TASK DESCRIPTION: Count every line of the data that includes "None". State only the number.

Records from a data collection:
|---|
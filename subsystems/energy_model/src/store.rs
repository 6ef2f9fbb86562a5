//! # Energy Model Store
//!
//! Boot-time selection of the platform energy model and read-only lookups
//! afterwards.
//!
//! A platform without a matching model is a normal configuration: every
//! lookup then answers `None` and energy-aware callers fall back to
//! capacity-only decisions.

use core::fmt;

use helix_hal::{CpuId, CpuTopology};
use spin::Once;

use crate::model::{EnergyKind, EnergyModel, GroupEnergy, NR_CLUSTER_SLOTS};
use crate::platforms::{PlatformMatch, MODEL_MATCHES};

// =============================================================================
// ERRORS
// =============================================================================

/// Energy store error
#[derive(Debug, Clone, Copy, PartialEq, Eq)]
pub enum EnergyError {
    /// A model was already installed for this boot
    AlreadyInstalled,
}

impl fmt::Display for EnergyError {
    fn fmt(&self, f: &mut fmt::Formatter<'_>) -> fmt::Result {
        match self {
            EnergyError::AlreadyInstalled => write!(f, "energy model already installed"),
        }
    }
}

// =============================================================================
// LOADING
// =============================================================================

/// Match the platform's compatible strings against the model registry.
///
/// Registry order decides: the first registered platform that matches any
/// of `compatibles` is selected.
pub fn load(compatibles: &[&str]) -> Option<&'static EnergyModel> {
    find_platform(compatibles).map(|m| m.model)
}

fn find_platform(compatibles: &[&str]) -> Option<&'static PlatformMatch> {
    MODEL_MATCHES
        .iter()
        .find(|m| compatibles.contains(&m.compatible))
}

/// Read-only view of the selected energy model
#[derive(Debug, Clone, Copy, PartialEq, Eq)]
pub struct EnergyModelStore {
    model: Option<&'static EnergyModel>,
    platform: Option<&'static str>,
}

impl EnergyModelStore {
    /// Select the model for a platform
    pub fn new(compatibles: &[&str]) -> Self {
        match find_platform(compatibles) {
            Some(m) => {
                log::debug!("Energy: using model for {}", m.compatible);
                Self {
                    model: Some(m.model),
                    platform: Some(m.compatible),
                }
            },
            None => {
                log::info!("Energy: no model for this platform, energy-aware placement disabled");
                Self::empty()
            },
        }
    }

    /// Store with no energy data
    pub const fn empty() -> Self {
        Self {
            model: None,
            platform: None,
        }
    }

    /// Selected model
    pub const fn model(&self) -> Option<&'static EnergyModel> {
        self.model
    }

    /// Compatible string the model was selected by
    pub const fn platform(&self) -> Option<&'static str> {
        self.platform
    }

    /// Check if any energy data is available
    pub const fn has_data(&self) -> bool {
        self.model.is_some()
    }

    /// Energy entry for `kind` in cluster `cluster_id`
    pub fn lookup(&self, kind: EnergyKind, cluster_id: usize) -> Option<&'static GroupEnergy> {
        if cluster_id >= NR_CLUSTER_SLOTS {
            return None;
        }
        self.model.and_then(|m| m.table(kind)[cluster_id])
    }

    fn cpu_lookup(
        &self,
        kind: EnergyKind,
        cpu: CpuId,
        topology: &CpuTopology,
    ) -> Option<&'static GroupEnergy> {
        let cluster = topology.cluster_id(cpu)?;
        self.lookup(kind, cluster as usize)
    }

    /// Per-core energy of the cluster `cpu` belongs to
    pub fn cpu_core_energy(&self, cpu: CpuId, topology: &CpuTopology) -> Option<&'static GroupEnergy> {
        self.cpu_lookup(EnergyKind::Core, cpu, topology)
    }

    /// Per-cluster energy of the cluster `cpu` belongs to
    pub fn cpu_cluster_energy(
        &self,
        cpu: CpuId,
        topology: &CpuTopology,
    ) -> Option<&'static GroupEnergy> {
        self.cpu_lookup(EnergyKind::Cluster, cpu, topology)
    }

    /// System energy seen from `cpu`
    pub fn cpu_system_energy(
        &self,
        cpu: CpuId,
        topology: &CpuTopology,
    ) -> Option<&'static GroupEnergy> {
        self.cpu_lookup(EnergyKind::System, cpu, topology)
    }

    /// Busy power of running `util` on one core of `cluster_id`, core plus
    /// cluster cost.
    ///
    /// `None` means no data for that cluster; callers compare capacity only.
    pub fn estimate_placement(&self, cluster_id: usize, util: u64) -> Option<u64> {
        let core = self
            .lookup(EnergyKind::Core, cluster_id)
            .and_then(|e| e.busy_power(util));
        let cluster = self
            .lookup(EnergyKind::Cluster, cluster_id)
            .and_then(|e| e.busy_power(util));

        match (core, cluster) {
            (None, None) => None,
            (core, cluster) => Some(core.unwrap_or(0) + cluster.unwrap_or(0)),
        }
    }
}

impl Default for EnergyModelStore {
    fn default() -> Self {
        Self::empty()
    }
}

// =============================================================================
// GLOBAL STORE
// =============================================================================

static GLOBAL: Once<EnergyModelStore> = Once::new();
static EMPTY: EnergyModelStore = EnergyModelStore::empty();

/// Install the boot-time store. Only the first call succeeds.
pub fn install(store: EnergyModelStore) -> Result<&'static EnergyModelStore, EnergyError> {
    let mut installed = false;
    let current = GLOBAL.call_once(|| {
        installed = true;
        store
    });

    if installed {
        Ok(current)
    } else {
        log::warn!("Energy: model already installed, ignoring");
        Err(EnergyError::AlreadyInstalled)
    }
}

/// Installed store, or an empty one before boot selection ran
pub fn global() -> &'static EnergyModelStore {
    GLOBAL.get().unwrap_or(&EMPTY)
}
//! # Domain Idle States
//!
//! Every domain carries a table of the low-power states it can enter,
//! ordered shallowest (index 0) to deepest. A state is worth entering only
//! if the domain stays down for at least its break-even time:
//!
//! ```text
//!   break_even = power_off_latency + power_on_latency + residency
//! ```

use arrayvec::ArrayVec;
use helix_hal::time::NSEC_PER_USEC;

use crate::error::{PdError, PdResult};

/// Maximum idle states per domain
pub const MAX_DOMAIN_STATES: usize = 8;

/// One domain idle state
#[derive(Debug, Clone, Copy, PartialEq, Eq, Default)]
pub struct IdleState {
    /// Time to power the domain down (ns)
    pub power_off_latency_ns: u64,
    /// Time to power the domain back up (ns)
    pub power_on_latency_ns: u64,
    /// Minimum residency for the state to pay off (ns)
    pub residency_ns: u64,
    /// Platform argument passed to the power-off operation
    pub param: u32,
}

impl IdleState {
    /// State from nanosecond latencies
    pub const fn new(power_off_latency_ns: u64, power_on_latency_ns: u64, residency_ns: u64) -> Self {
        Self {
            power_off_latency_ns,
            power_on_latency_ns,
            residency_ns,
            param: 0,
        }
    }

    /// State from microsecond latencies, as firmware tables usually give them
    pub const fn from_us(power_off_us: u64, power_on_us: u64, residency_us: u64) -> Self {
        let ns = NSEC_PER_USEC as u64;
        Self::new(
            power_off_us.saturating_mul(ns),
            power_on_us.saturating_mul(ns),
            residency_us.saturating_mul(ns),
        )
    }

    /// Set the platform parameter
    pub const fn with_param(mut self, param: u32) -> Self {
        self.param = param;
        self
    }

    /// Total time the state has to be held to be worthwhile (ns)
    #[inline]
    pub const fn break_even_ns(&self) -> u64 {
        self.power_off_latency_ns
            .saturating_add(self.power_on_latency_ns)
            .saturating_add(self.residency_ns)
    }
}

/// Idle-state table of one domain
pub type IdleStateTable = ArrayVec<IdleState, MAX_DOMAIN_STATES>;

/// Copy `states` into a bounded table
pub fn idle_state_table(states: &[IdleState]) -> PdResult<IdleStateTable> {
    let mut table = IdleStateTable::new();
    table
        .try_extend_from_slice(states)
        .map_err(|_| PdError::TreeConstructionFailure("too many idle states"))?;
    Ok(table)
}

/// Runtime power state of a domain
#[derive(Debug, Clone, Copy, PartialEq, Eq)]
#[repr(u8)]
pub enum DomainPowerState {
    /// Powered and running
    Active      = 0,
    /// Governor is choosing a state
    Evaluating  = 1,
    /// Powered down in the selected state
    PoweredOff  = 2,
}

impl DomainPowerState {
    pub(crate) const fn from_raw(value: u8) -> Self {
        match value {
            1 => DomainPowerState::Evaluating,
            2 => DomainPowerState::PoweredOff,
            _ => DomainPowerState::Active,
        }
    }
}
|---|
FINISHED EXERCISE: 7